Hi there,
When I was trying to execute ProxylessNAS on CUDA devices, following the pipeline PyTorch -> ONNX -> TVM, I met following errors with cuda error code CUDA_ERROR_INVALID_PTX
Testing proxyless_net1
Exception occurs:
Traceback (most recent call last):
[bt] (3) /home/yaoyao/miniconda3/envs/python37/lib/python3.7/site-packages/tvm-0.6.dev0-py3.7-linux-x86_64.egg/tvm/libtvm.so(TVMFuncCall+0x65) [0x7f5f53b04ff5]
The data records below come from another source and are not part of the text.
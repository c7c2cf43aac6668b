/**
 * Document Hub
 *
 * Holds the authoritative in-memory document of every project that has at
 * least one live connection.
 *
 * # Serialization
 *
 * Each project's document sits behind its own `tokio::sync::Mutex`. A
 * session applies a command, persists the result and broadcasts the frame
 * while holding that lock, so all connections of a project observe edits
 * in one order and the stored document always matches the last broadcast.
 * Different projects never contend.
 *
 * # Lifetime
 *
 * A session takes a `DocumentLease` for its project. The document is read
 * from the store the first time a lease holder locks it and is dropped
 * from memory once the last lease for the project goes away.
 */

use std::collections::HashMap;
use std::sync::{Arc, Mutex, MutexGuard, PoisonError};
use tokio::sync::{Mutex as AsyncMutex, MappedMutexGuard, MutexGuard as AsyncMutexGuard};

use crate::backend::projects::{ProjectId, ProjectStore, StoreError};
use crate::shared::Document;

type Slot = Arc<AsyncMutex<Option<Document>>>;

struct HubEntry {
    leases: usize,
    slot: Slot,
}

/// Per-project authoritative documents
#[derive(Clone)]
pub struct DocumentHub {
    store: Arc<dyn ProjectStore>,
    entries: Arc<Mutex<HashMap<ProjectId, HubEntry>>>,
}

impl std::fmt::Debug for DocumentHub {
    fn fmt(&self, f: &mut std::fmt::Formatter<'_>) -> std::fmt::Result {
        f.debug_struct("DocumentHub")
            .field("loaded_projects", &self.loaded_count())
            .finish()
    }
}

impl DocumentHub {
    pub fn new(store: Arc<dyn ProjectStore>) -> Self {
        Self {
            store,
            entries: Arc::new(Mutex::new(HashMap::new())),
        }
    }

    fn entries(&self) -> MutexGuard<'_, HashMap<ProjectId, HubEntry>> {
        self.entries.lock().unwrap_or_else(PoisonError::into_inner)
    }

    /// Take a lease on a project's document
    pub fn acquire(&self, project_id: ProjectId) -> DocumentLease {
        let slot = {
            let mut entries = self.entries();
            let entry = entries.entry(project_id).or_insert_with(|| HubEntry {
                leases: 0,
                slot: Arc::new(AsyncMutex::new(None)),
            });
            entry.leases += 1;
            entry.slot.clone()
        };

        DocumentLease {
            hub: self.clone(),
            project_id,
            slot,
        }
    }

    fn release(&self, project_id: ProjectId) {
        let mut entries = self.entries();
        if let Some(entry) = entries.get_mut(&project_id) {
            entry.leases = entry.leases.saturating_sub(1);
            if entry.leases == 0 {
                entries.remove(&project_id);
                tracing::debug!("[Collab] Unloaded document for project {}", project_id);
            }
        }
    }

    /// Number of projects currently held in memory
    pub fn loaded_count(&self) -> usize {
        self.entries().len()
    }
}

/// A session's hold on one project's document
pub struct DocumentLease {
    hub: DocumentHub,
    project_id: ProjectId,
    slot: Slot,
}

impl DocumentLease {
    /// Lock the project's document, loading it from the store if needed
    ///
    /// The lock is held until the returned guard is dropped.
    pub async fn lock(&self) -> Result<DocumentGuard<'_>, StoreError> {
        let mut slot = self.slot.lock().await;

        if slot.is_none() {
            let project = self
                .hub
                .store
                .find_project(self.project_id)
                .await?
                .ok_or(StoreError::NotFound(self.project_id))?;
            tracing::debug!(
                "[Collab] Loaded project {} with {} elements",
                self.project_id,
                project.content.len()
            );
            *slot = Some(project.content);
        }

        let document = AsyncMutexGuard::map(slot, |slot| slot.get_or_insert_with(Document::new));
        Ok(DocumentGuard {
            project_id: self.project_id,
            store: self.hub.store.as_ref(),
            document,
        })
    }
}

impl Drop for DocumentLease {
    fn drop(&mut self) {
        self.hub.release(self.project_id);
    }
}

/// Exclusive access to a project's authoritative document
pub struct DocumentGuard<'a> {
    project_id: ProjectId,
    store: &'a dyn ProjectStore,
    document: MappedMutexGuard<'a, Document>,
}

impl DocumentGuard<'_> {
    pub fn document(&self) -> &Document {
        &self.document
    }

    /// Persist `next` and make it the authoritative document
    ///
    /// On failure the in-memory document is left untouched.
    pub async fn commit(&mut self, next: Document) -> Result<(), StoreError> {
        self.store.update_project_content(self.project_id, &next).await?;
        *self.document = next;
        Ok(())
    }
}
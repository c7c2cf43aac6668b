/**
 * Error Conversion
 *
 * All backend errors implement `IntoResponse` from Axum, so the collaboration
 * upgrade handler can reject a connection by returning one directly.
 *
 * # Response Format
 *
 * ```json
 * {
 *   "error": "share token has expired",
 *   "status": 401
 * }
 * ```
 */

use axum::{
    http::header,
    response::{IntoResponse, Response},
    Json,
};
use crate::backend::error::types::BackendError;

impl IntoResponse for BackendError {
    fn into_response(self) -> Response {
        let status = self.status_code();
        let message = self.message();

        if status.is_server_error() {
            tracing::error!("[Backend] {}", message);
        } else {
            tracing::debug!("[Backend] Rejecting request: {}", message);
        }

        let body = serde_json::json!({
            "error": message,
            "status": status.as_u16(),
        });

        (status, [(header::CACHE_CONTROL, "no-store")], Json(body)).into_response()
    }
}
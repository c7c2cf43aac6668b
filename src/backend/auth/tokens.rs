/**
 * Share Tokens
 *
 * Signed, time-limited tokens that open a project's collaboration channel
 * with a given capability. Tokens are JWTs signed with a shared secret
 * using a fixed algorithm (HS256).
 */

use chrono::{DateTime, Duration, Utc};
use jsonwebtoken::errors::ErrorKind;
use jsonwebtoken::{decode, encode, Algorithm, DecodingKey, EncodingKey, Header, Validation};
use serde::{Deserialize, Serialize};
use thiserror::Error;

use crate::backend::auth::access::Capability;
use crate::backend::projects::ProjectId;

/// Share token claims
#[derive(Debug, Clone, PartialEq, Eq, Serialize, Deserialize)]
pub struct ShareClaims {
    /// Project the token opens
    pub project_id: ProjectId,
    /// User who issued the token
    pub user_id: i64,
    /// Access granted to the bearer
    pub capability: Capability,
    /// Issued at (Unix timestamp)
    pub iat: i64,
    /// Expiration time (Unix timestamp)
    pub exp: i64,
}

impl ShareClaims {
    pub fn new(
        project_id: ProjectId,
        user_id: i64,
        capability: Capability,
        expires_at: DateTime<Utc>,
    ) -> Self {
        Self {
            project_id,
            user_id,
            capability,
            iat: Utc::now().timestamp(),
            exp: expires_at.timestamp(),
        }
    }
}

/// Token rejection reasons
#[derive(Debug, Error)]
pub enum TokenError {
    #[error("share token has expired")]
    Expired,

    #[error("share token signature is invalid")]
    InvalidSignature,

    #[error("share token is malformed: {0}")]
    Malformed(jsonwebtoken::errors::Error),
}

impl From<jsonwebtoken::errors::Error> for TokenError {
    fn from(err: jsonwebtoken::errors::Error) -> Self {
        match err.kind() {
            ErrorKind::ExpiredSignature => Self::Expired,
            ErrorKind::InvalidSignature => Self::InvalidSignature,
            _ => Self::Malformed(err),
        }
    }
}

/// Secret and algorithm used to sign and verify share tokens
#[derive(Clone)]
pub struct ShareTokenKeys {
    secret: Vec<u8>,
    algorithm: Algorithm,
}

impl ShareTokenKeys {
    pub fn new(secret: impl AsRef<[u8]>) -> Self {
        Self {
            secret: secret.as_ref().to_vec(),
            algorithm: Algorithm::HS256,
        }
    }

    /// Sign claims into a token
    pub fn encode(&self, claims: &ShareClaims) -> Result<String, jsonwebtoken::errors::Error> {
        encode(
            &Header::new(self.algorithm),
            claims,
            &EncodingKey::from_secret(&self.secret),
        )
    }

    /// Verify signature and expiry, then return the claims
    ///
    /// Expiry is checked with zero leeway.
    pub fn decode(&self, token: &str) -> Result<ShareClaims, TokenError> {
        let mut validation = Validation::new(self.algorithm);
        validation.leeway = 0;

        let data = decode::<ShareClaims>(
            token,
            &DecodingKey::from_secret(&self.secret),
            &validation,
        )?;
        Ok(data.claims)
    }
}

impl std::fmt::Debug for ShareTokenKeys {
    fn fmt(&self, f: &mut std::fmt::Formatter<'_>) -> std::fmt::Result {
        f.debug_struct("ShareTokenKeys")
            .field("algorithm", &self.algorithm)
            .finish_non_exhaustive()
    }
}

/// Issue a share token valid for `ttl`
pub fn issue_share_token(
    keys: &ShareTokenKeys,
    project_id: ProjectId,
    user_id: i64,
    capability: Capability,
    ttl: Duration,
) -> Result<String, jsonwebtoken::errors::Error> {
    let claims = ShareClaims::new(project_id, user_id, capability, Utc::now() + ttl);
    keys.encode(&claims)
}
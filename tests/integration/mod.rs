//! Integration tests against a running server

pub mod collab_test;
/**
 * Frame Broadcasting
 *
 * Fan-out of a raw command frame to the other connections of a project.
 *
 * Delivery goes through each peer's bounded outbound queue with
 * `try_send`, so one stalled client cannot hold up the rest of the
 * project or the command that triggered the broadcast. A peer whose queue
 * is full has missed a frame and can no longer mirror the document, so it
 * is told to disconnect and resync on reconnect.
 */

use tokio::sync::mpsc::error::TrySendError;
use uuid::Uuid;

use crate::backend::collab::PeerHandle;

/// Broadcast a frame to every peer except the sender
///
/// # Arguments
///
/// * `peers` - Snapshot of the project's connections
/// * `sender` - Connection the frame came from; it never receives it back
/// * `frame` - Frame text, forwarded verbatim
///
/// # Returns
///
/// Number of peers whose queue accepted the frame. Peers with a full queue
/// are disconnected.
pub fn broadcast_frame(peers: &[PeerHandle], sender: Uuid, frame: &str) -> usize {
    let mut delivered = 0;

    for peer in peers.iter().filter(|peer| peer.id != sender) {
        match peer.try_send(frame.to_string()) {
            Ok(()) => delivered += 1,
            Err(TrySendError::Full(_)) => {
                tracing::warn!(
                    "[Realtime] Outbound queue full for connection {}, closing lagging connection",
                    peer.id
                );
                peer.disconnect();
            }
            Err(TrySendError::Closed(_)) => {
                tracing::debug!("[Realtime] Connection {} already closed", peer.id);
            }
        }
    }

    tracing::debug!("[Realtime] Frame broadcast to {} peers", delivered);
    delivered
}
//! Shared Error Types
//!
//! Error types produced by the platform-agnostic layer: decoding client
//! commands and decoding stored documents.
//!
//! # Error Categories
//!
//! - `CommandError` - a client frame could not be turned into a `Command`
//! - `SharedError` - document (de)serialization and validation failures
//!
//! # Usage
//!
//! ```rust
//! use xfcanvas::shared::error::SharedError;
//!
//! let error = SharedError::validation("content", "Document must be a JSON array");
//! ```
use thiserror::Error;

/// Reasons a client frame is rejected at the decode boundary
///
/// These are never connection-fatal: the session reports them to the
/// originating client and keeps reading.
#[derive(Debug, Error, Clone, PartialEq, Eq)]
pub enum CommandError {
    #[error("unknown command '{0}'")]
    UnknownCommand(String),

    #[error("command '{0}' requires a JSON payload")]
    MissingPayload(String),

    #[error("malformed JSON payload: {0}")]
    MalformedJson(String),

    #[error("payload must be a JSON object")]
    NotAnObject,

    #[error("payload is missing the 'id' field")]
    MissingId,

    /// `field` names the offending key (`id`, `parent` or `after`)
    #[error("field '{field}' is not a valid element id: {value}")]
    InvalidId {
        field: &'static str,
        value: String,
    },
}

/// Shared error types that can occur in both frontend and backend
#[derive(Debug, Error, Clone)]
pub enum SharedError {
    /// JSON serialization or deserialization error
    #[error("Serialization error: {message}")]
    SerializationError {
        /// Human-readable error message
        message: String,
    },

    /// Data validation error
    #[error("Validation error in field '{field}': {message}")]
    ValidationError {
        /// The field that failed validation
        field: String,
        /// Human-readable error message
        message: String,
    },
}

impl SharedError {
    /// Create a new serialization error
    pub fn serialization(message: impl Into<String>) -> Self {
        Self::SerializationError {
            message: message.into(),
        }
    }

    /// Create a new validation error
    pub fn validation(field: impl Into<String>, message: impl Into<String>) -> Self {
        Self::ValidationError {
            field: field.into(),
            message: message.into(),
        }
    }
}

impl From<serde_json::Error> for SharedError {
    fn from(err: serde_json::Error) -> Self {
        Self::serialization(format!("JSON error: {}", err))
    }
}
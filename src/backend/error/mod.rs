//! Backend Error Module
//!
//! This module defines error types specific to the backend server.
//! These errors are used in HTTP handlers and can be converted to HTTP responses.
//!
//! # Module Structure
//!
//! ```text
//! error/
//! ├── mod.rs        - Module exports and documentation
//! ├── types.rs      - Error type definitions
//! └── conversion.rs - Error conversion implementations
//! ```
//!
//! # Error Types
//!
//! - `NotFound` - Unknown project
//! - `Unauthorized` - Invalid or expired share token
//! - `InvalidCommand` - Malformed collaboration command
//! - `Store` - Persistence and encoding failures

/// Error type definitions
pub mod types;

/// Error conversion implementations
pub mod conversion;

// Re-export commonly used types
pub use types::BackendError;
//! Collaborative Editing Module
//!
//! Server side of the realtime canvas: every client editing a project holds
//! a websocket, and every edit is applied to one authoritative document per
//! project before being relayed to the other clients.
//!
//! # Architecture
//!
//! - **`registry`** - Project id → live connections
//! - **`documents`** - Per-project document hub; serializes edits
//! - **`session`** - One connection's read/apply/relay loop
//! - **`state`** - State shared by all sessions
//! - **`handlers`** - Websocket upgrade endpoint
//!
//! # Protocol
//!
//! ```text
//! server → client   [ {...}, {...} ]                 full document, once
//! client → server   update {"id": 4, "width": 120}   command frame
//! server → peers    update {"id": 4, "width": 120}   relayed verbatim
//! server → client   {"error": "...", "message": "..."} rejection
//! ```

/// Connection registry
pub mod registry;

/// Per-project document hub
pub mod documents;

/// Websocket session loop
pub mod session;

/// Shared collaboration state
pub mod state;

/// Websocket upgrade handler
pub mod handlers;

pub use documents::{DocumentGuard, DocumentHub, DocumentLease};
pub use handlers::handle_collab_socket;
pub use registry::{ConnectionRegistry, PeerHandle, Registration};
pub use state::CollabState;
[bt] (2) /home/yaoyao/miniconda3/envs/python37/lib/python3.7/site-packages/tvm-0.6.dev0-py3.7-linux-x86_64.egg/tvm/libtvm.so(std::_Function_handler<void (tvm::runtime::TVMArgs, tvm::runtime::TVMRetValue*), tvm::runtime::detail::PackFuncVoidAddr_<4, tvm::runtime::CUDAWrappedFunc>(tvm::runtime::CUDAWrappedFunc, std::vector<tvm::runtime::detail::ArgConvertCode, std::allocator<tvm::runtime::detail::ArgConvertCode> > const&)::{lambda(tvm::runtime::TVMArgs, tvm::runtime::TVMRetValue*)#1}>::_M_invoke(std::_Any_data const&, tvm::runtime::TVMArgs&&, tvm::runtime::TVMRetValue*&&)+0xb6) [0x7f5f53b81fb6]
[bt] (1) /home/yaoyao/miniconda3/envs/python37/lib/python3.7/site-packages/tvm-0.6.dev0-py3.7-linux-x86_64.egg/tvm/libtvm.so(tvm::runtime::CUDAWrappedFunc::operator()(tvm::runtime::TVMArgs, tvm::runtime::TVMRetValue*, void**) const+0x832) [0x7f5f53b81e32]
[bt] (0) /home/yaoyao/miniconda3/envs/python37/lib/python3.7/site-packages/tvm-0.6.dev0-py3.7-linux-x86_64.egg/tvm/libtvm.so(dmlc::LogMessageFatal::~LogMessageFatal()+0x43) [0x7f5f533c2a33]
File "/home/yaoyao/repos/tvm/src/runtime/cuda/cuda_module.cc", line 111
File "/home/yaoyao/repos/tvm/src/runtime/module_util.cc", line 73
CUDAError: Check failed: ret == 0 (-1 vs. 0) : cuModuleLoadData(&(module_[device_id]), data_.c_str()) failed with error: CUDA_ERROR_INVALID_PTX
Testing proxyless_net2
Successfully.
After looking around, CUDA_ERROR_INVALID_PTX
hints the problem might be related with PTX JIT compiler. However, the tvm runtime works well when I load the ResNet from torchvision
. Could you help on this?
The code to re-produce is attached on Github and the environment we are using is
- GPU: Nvidia GTX 1080
- TVM: latest commit
45878ff2ab111b55448cf62e34bc58eb3e36b671
- CUDA: 10.1
- CUDNN: 7.0